DNA sequencing mimics the basic process used to copy DNA in a cell during chromosomal replication, except that the procedure is done in a tube or microtiter plate using a minimal set of components. Most DNA sequencing techniques require that there be a "template", (i.e., a biological sample of the DNA whose sequence is to be determined); a "primer", (i.e., a short oligonucleotide that is complementary to a region of the template and capable of being extended); and a DNA polymerase enzyme that successively adds building blocks on to a primer, as directed by the template strand; and the four building blocks themselves. The technique also must embody a method by which the order of the building blocks added to the primer can be detected. Using the detection method of choice, the sequence of the DNA strand complementary to the template is, thereby, determined.

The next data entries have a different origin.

//! Loading built artifacts
//!
//! [`DylibLoader`] maps an artifact into the process, checks it exports the
//! module's init routine and resolves every published name to a symbol
//! address. It does not run the init routine; that belongs to the host
//! runtime's import machinery.
//!
//! Extensions leave the runtime's own symbols undefined. On unix the loader
//! first maps the host's shared runtime library with global visibility so
//! those references resolve when the artifact is mapped.
#![allow(unsafe_code)]

use crate::descriptor::ModuleDescriptor;
use crate::host::{self, HostPaths};
use crate::render::init_symbol;
use anyhow::{Context, Result};
use libloading::Library;
use std::ffi::c_void;
use std::path::{Path, PathBuf};

/// What a published name refers to
#[derive(Debug, Clone, Copy, PartialEq, Eq)]
pub enum PublishedKind {
    Type,
    Function,
}

/// A name the module publishes and the symbol backing it
#[derive(Debug, Clone, PartialEq, Eq)]
pub struct PublishedName {
    pub name: String,
    pub symbol: String,
    pub kind: PublishedKind,
}

/// Every name `module` publishes: types first, then free functions
#[must_use]
pub fn published_names(module: &ModuleDescriptor) -> Vec<PublishedName> {
    let types = module.types.values().map(|typ| PublishedName {
        name: typ.name.clone(),
        symbol: typ.record_symbol(),
        kind: PublishedKind::Type,
    });
    let functions = module.functions.values().map(|function| PublishedName {
        name: function.name.clone(),
        symbol: function.export_symbol(),
        kind: PublishedKind::Function,
    });
    types.chain(functions).collect()
}

/// Turns a finished artifact into a module handle
pub trait ArtifactLoader {
    type Module;

    /// # Errors
    ///
    /// Returns the loader's own error, which the caller surfaces verbatim.
    fn load(
        &self,
        artifact: &Path,
        name: &str,
        published: &[PublishedName],
    ) -> Result<Self::Module>;
}

/// Loads artifacts as native shared libraries
#[derive(Debug, Clone, Default)]
pub struct DylibLoader {
    host: HostPaths,
}

impl DylibLoader {
    #[must_use]
    pub const fn new(host: HostPaths) -> Self {
        Self { host }
    }

    /// Loader for the configured interpreter's runtime
    #[must_use]
    pub fn detect() -> Self {
        Self::new(host::host_paths().clone())
    }
}

/// A loaded artifact and the addresses of everything it publishes
#[derive(Debug)]
pub struct LoadedModule {
    name: String,
    path: PathBuf,
    init: usize,
    symbols: Vec<(PublishedName, usize)>,
    // Dropped before `runtime`: the artifact references its symbols.
    #[expect(dead_code, reason = "held so the artifact stays mapped")]
    library: Library,
    runtime: Option<Library>,
}

impl LoadedModule {
    #[must_use]
    pub fn name(&self) -> &str {
        &self.name
    }

    #[must_use]
    pub fn path(&self) -> &Path {
        &self.path
    }

    /// Address of the init routine
    #[must_use]
    pub const fn init_address(&self) -> usize {
        self.init
    }

    /// Address of a published type record or function export
    #[must_use]
    pub fn get(&self, name: &str) -> Option<usize> {
        self.symbols
            .iter()
            .find(|(published, _)| published.name == name)
            .map(|(_, address)| *address)
    }

    /// Published names, types first
    pub fn names(&self) -> impl Iterator<Item = &PublishedName> {
        self.symbols.iter().map(|(published, _)| published)
    }

    /// Whether the host runtime library was mapped ahead of the artifact
    #[must_use]
    pub const fn has_runtime(&self) -> bool {
        self.runtime.is_some()
    }
}

impl ArtifactLoader for DylibLoader {
    type Module = LoadedModule;

    fn load(
        &self,
        artifact: &Path,
        name: &str,
        published: &[PublishedName],
    ) -> Result<LoadedModule> {
        // dlopen searches the library path for names without a slash.
        let path = std::path::absolute(artifact)
            .with_context(|| format!("Failed to resolve {}", artifact.display()))?;
        let runtime = open_runtime(&self.host);

        // SAFETY: the artifact was just produced by the pipeline from
        // generated registration code, whose static initializers only fill
        // in tables.
        let library = unsafe { Library::new(&path) }.with_context(|| {
            let hint = if runtime.is_none() && cfg!(unix) {
                " (host runtime library not found; the interpreter may be built without --enable-shared)"
            } else {
                ""
            };
            format!("Failed to load {}{hint}", path.display())
        })?;

        let init = symbol_address(&library, &init_symbol(name))?;
        let mut symbols = Vec::with_capacity(published.len());
        for entry in published {
            let address = symbol_address(&library, &entry.symbol)?;
            symbols.push((entry.clone(), address));
        }

        Ok(LoadedModule {
            name: name.to_string(),
            path,
            init,
            symbols,
            library,
            runtime,
        })
    }
}

/// Places the host runtime library may live, most specific first
#[cfg_attr(not(unix), allow(dead_code))]
fn runtime_candidates(host: &HostPaths) -> Vec<PathBuf> {
    let mut names: Vec<String> = host.runtime_library.iter().cloned().collect();
    if let Some(version) = &host.version {
        for suffix in [".so.1.0", ".so", ".dylib"] {
            names.push(format!("libpython{version}{suffix}"));
        }
    }

    let mut candidates: Vec<PathBuf> = Vec::new();
    for name in &names {
        let paths = host.library_dirs.iter().map(|dir| dir.join(name));
        for path in paths.chain([PathBuf::from(name)]) {
            if !candidates.contains(&path) {
                candidates.push(path);
            }
        }
    }
    candidates
}

#[cfg(unix)]
fn open_runtime(host: &HostPaths) -> Option<Library> {
    use libloading::os::unix::{Library as UnixLibrary, RTLD_GLOBAL, RTLD_NOW};

    for candidate in runtime_candidates(host) {
        // SAFETY: the host runtime library has no initializers beyond its
        // own static setup; the interpreter is not started.
        match unsafe { UnixLibrary::open(Some(&candidate), RTLD_NOW | RTLD_GLOBAL) } {
            Ok(library) => {
                crate::debug!("mapped host runtime {}", candidate.display());
                return Some(Library::from(library));
            }
            Err(e) => crate::debug!("skipping {}: {e}", candidate.display()),
        }
    }
    None
}

// Windows extensions link the runtime's import library directly.
#[cfg(not(unix))]
const fn open_runtime(_host: &HostPaths) -> Option<Library> {
    None
}

fn symbol_address(library: &Library, symbol: &str) -> Result<usize> {
    // SAFETY: the symbol is read as an untyped address and never called
    // or dereferenced here.
    let address = unsafe { library.get::<*const c_void>(symbol.as_bytes()) }
        .with_context(|| format!("Missing export {symbol}"))?;
    Ok(*address as usize)
}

Most large-scale DNA sequencing facilities use fluorescent dyes to label and detect the four bases, and capillary electrophoresis to separate DNA molecules on the basis of size so that the base located at each position in the sequence can be identified. More specifically, for a small percentage of the molecules of each building block added to the sequencing reaction, the building block is chemically modified and labeled with a distinguishable dye such that when a modified building block is randomly added to the DNA strand being extended from the primer, the replication "terminates", with the result that the sequencing reaction contains a mixture of molecules of varying sizes. Because the end of each terminated molecule contains a dye-labeled base, the sequence of the strand complementary to the template can be determined.
The image above shows a set of sequencing lanes, where electrophoresis is used to separate molecules differing by one base. Laser detection is used to identify the bases at each position. The sequence is "read" from the bottom up, using a key where "A" is green, "C" is blue, "G" is yellow, and "T" is red. Using software provided by the manufacturers of sequencing machines, the signal/noise ratios of the dyes is determined for each position so that the proper base can be "called". The order of the bases is displayed in a "chromatogram" or "trace" file.